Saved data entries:
<<<<

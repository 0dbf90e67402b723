//! SandboxBuilder - Fluent API for configuring ProcessSandbox instances

use super::sandbox::ProcessSandbox;
use crate::error::Result;
use crate::orchestrator::{Clock, SystemClock};
use crate::transaction::FailureHeuristic;
use crate::utilities::command::DEFAULT_COMMAND_TIMEOUT;
use serde::{Deserialize, Serialize};
use std::path::PathBuf;
use std::sync::Arc;
use std::time::Duration;

/// Default RPC port of a sandbox node
pub const DEFAULT_RPC_PORT: u16 = 3030;

/// Chain id passed to `init` and network id passed to the CLI
pub const LOCALNET: &str = "localnet";

/// Account that funds accounts created through the CLI
pub const DEFAULT_MASTER_ACCOUNT: &str = "test.near";

/// Node binaries looked up on `PATH`, in order, when none is configured
pub const NODE_BINARY_CANDIDATES: [&str; 2] = ["neard", "near-sandbox"];

/// Sandbox configuration
///
/// Every knob of a sandbox lives here; nothing is read from process-wide
/// state. Deserializes with defaults for missing fields, so a test suite can
/// keep a partial config in a JSON file.
#[derive(Debug, Clone, PartialEq, Serialize, Deserialize)]
#[serde(default)]
pub struct SandboxConfig {
    /// Host used to build the RPC URL
    pub rpc_host: String,
    /// RPC port; `0` picks a free local port at start
    pub rpc_port: u16,
    /// Node binary; `None` searches `PATH` for `neard` then `near-sandbox`
    pub node_binary: Option<PathBuf>,
    /// CLI binary (`near`)
    pub cli_binary: PathBuf,
    /// Chain id passed to `init`
    pub chain_id: String,
    /// `--networkId` passed to CLI commands
    pub network_id: String,
    /// Account funding new test accounts
    pub master_account: String,
    /// Caller-provided home directory, never deleted
    pub home_dir: Option<PathBuf>,
    /// Upper bound on waiting for the node to answer `status`
    pub startup_timeout: Duration,
    /// Delay between readiness probes
    pub poll_interval: Duration,
    /// Timeout of a single readiness probe
    pub probe_timeout: Duration,
    /// Timeout of the `init` command
    pub init_timeout: Duration,
    /// Default timeout of CLI commands
    pub command_timeout: Duration,
    /// Wait after SIGTERM before killing the node
    pub shutdown_grace: Duration,
    /// Wait after the forced kill
    pub kill_grace: Duration,
    /// How CLI output without structured status is classified
    pub failure_heuristic: FailureHeuristic,
}

impl Default for SandboxConfig {
    fn default() -> Self {
        Self {
            rpc_host: "127.0.0.1".to_string(),
            rpc_port: DEFAULT_RPC_PORT,
            node_binary: None,
            cli_binary: PathBuf::from("near"),
            chain_id: LOCALNET.to_string(),
            network_id: LOCALNET.to_string(),
            master_account: DEFAULT_MASTER_ACCOUNT.to_string(),
            home_dir: None,
            startup_timeout: Duration::from_secs(30),
            poll_interval: Duration::from_millis(500),
            probe_timeout: Duration::from_secs(2),
            init_timeout: Duration::from_secs(30),
            command_timeout: DEFAULT_COMMAND_TIMEOUT,
            shutdown_grace: Duration::from_secs(10),
            kill_grace: Duration::from_secs(5),
            failure_heuristic: FailureHeuristic::default(),
        }
    }
}

impl SandboxConfig {
    /// Load a config from a JSON file, missing fields taking defaults
    pub fn from_json_file(path: impl AsRef<std::path::Path>) -> Result<Self> {
        let text = std::fs::read_to_string(path)?;
        Ok(serde_json::from_str(&text)?)
    }
}

/// Builder for ProcessSandbox instances with fluent API
///
/// # Example
///
/// ```rust,ignore
/// use near_testing_framework::tier2_integration::SandboxBuilder;
///
/// let mut sandbox = SandboxBuilder::new()
///     .with_free_rpc_port()
///     .with_startup_timeout(Duration::from_secs(60))
///     .start()
///     .await?;
///
/// let alice = TestAccount::create(&sandbox, "alice.test.near", 10.0).await?;
/// sandbox.stop().await;
/// ```
pub struct SandboxBuilder {
    config: SandboxConfig,

    /// Clock driving the readiness poll
    clock: Option<Arc<dyn Clock>>,
}

impl SandboxBuilder {
    /// Create new builder with defaults
    ///
    /// Default configuration:
    /// - RPC on port 3030, `neard`/`near-sandbox` from `PATH`, `near` CLI
    /// - Temporary home directory
    /// - 30s startup timeout polled every 500ms
    /// - SystemClock (real time)
    pub fn new() -> Self {
        Self {
            config: SandboxConfig::default(),
            clock: None,
        }
    }

    /// Start from an existing config
    pub fn from_config(config: SandboxConfig) -> Self {
        Self {
            config,
            clock: None,
        }
    }

    /// Current config
    pub fn config(&self) -> &SandboxConfig {
        &self.config
    }

    /// Set the RPC port
    pub fn with_rpc_port(mut self, port: u16) -> Self {
        self.config.rpc_port = port;
        self
    }

    /// Pick a free local RPC port when the sandbox starts
    ///
    /// Lets several sandboxes run side by side in one test binary.
    pub fn with_free_rpc_port(mut self) -> Self {
        self.config.rpc_port = 0;
        self
    }

    /// Set the host used in the RPC URL
    pub fn with_rpc_host(mut self, host: impl Into<String>) -> Self {
        self.config.rpc_host = host.into();
        self
    }

    /// Use a specific node binary instead of searching `PATH`
    pub fn with_node_binary(mut self, path: impl Into<PathBuf>) -> Self {
        self.config.node_binary = Some(path.into());
        self
    }

    /// Use a specific CLI binary
    pub fn with_cli_binary(mut self, path: impl Into<PathBuf>) -> Self {
        self.config.cli_binary = path.into();
        self
    }

    /// Set the chain id passed to `init`
    pub fn with_chain_id(mut self, chain_id: impl Into<String>) -> Self {
        self.config.chain_id = chain_id.into();
        self
    }

    /// Set the account funding new test accounts
    pub fn with_master_account(mut self, account_id: impl Into<String>) -> Self {
        self.config.master_account = account_id.into();
        self
    }

    /// Use a caller-provided home directory
    ///
    /// The directory is left in place when the sandbox stops.
    pub fn with_home_dir(mut self, path: impl Into<PathBuf>) -> Self {
        self.config.home_dir = Some(path.into());
        self
    }

    /// Set the readiness timeout
    pub fn with_startup_timeout(mut self, timeout: Duration) -> Self {
        self.config.startup_timeout = timeout;
        self
    }

    /// Set the delay between readiness probes
    pub fn with_poll_interval(mut self, interval: Duration) -> Self {
        self.config.poll_interval = interval;
        self
    }

    /// Set the timeout of the `init` command
    pub fn with_init_timeout(mut self, timeout: Duration) -> Self {
        self.config.init_timeout = timeout;
        self
    }

    /// Set the default CLI command timeout
    pub fn with_command_timeout(mut self, timeout: Duration) -> Self {
        self.config.command_timeout = timeout;
        self
    }

    /// Set the SIGTERM and kill grace periods used by `stop()`
    pub fn with_shutdown_grace(mut self, shutdown_grace: Duration, kill_grace: Duration) -> Self {
        self.config.shutdown_grace = shutdown_grace;
        self.config.kill_grace = kill_grace;
        self
    }

    /// Select how CLI output is classified when it has no structured status
    pub fn with_failure_heuristic(mut self, heuristic: FailureHeuristic) -> Self {
        self.config.failure_heuristic = heuristic;
        self
    }

    /// Set clock implementation
    ///
    /// If not set, uses `SystemClock` by default.
    pub fn with_clock(mut self, clock: Arc<dyn Clock>) -> Self {
        self.clock = Some(clock);
        self
    }

    /// Build the sandbox without starting it
    pub fn build(self) -> ProcessSandbox {
        let clock = self.clock.unwrap_or_else(|| Arc::new(SystemClock));
        ProcessSandbox::new(self.config, clock)
    }

    /// Build and start the sandbox
    ///
    /// # Errors
    ///
    /// Returns `TestingError::SandboxStartup` if the node cannot be
    /// initialised or never becomes ready. The node is terminated and a
    /// temporary home removed before the error is returned.
    pub async fn start(self) -> Result<ProcessSandbox> {
        let mut sandbox = self.build();
        sandbox.start().await?;
        Ok(sandbox)
    }
}

impl Default for SandboxBuilder {
    fn default() -> Self {
        Self::new()
    }
}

>>>>

DESCRIPTION OF THE TASK: The word "SandboxBuilder" appears in some lines above. Return every one of those lines.

RESPONSE AREA:
//! SandboxBuilder - Fluent API for configuring ProcessSandbox instances
/// use near_testing_framework::tier2_integration::SandboxBuilder;
/// let mut sandbox = SandboxBuilder::new()
pub struct SandboxBuilder {
impl SandboxBuilder {
impl Default for SandboxBuilder {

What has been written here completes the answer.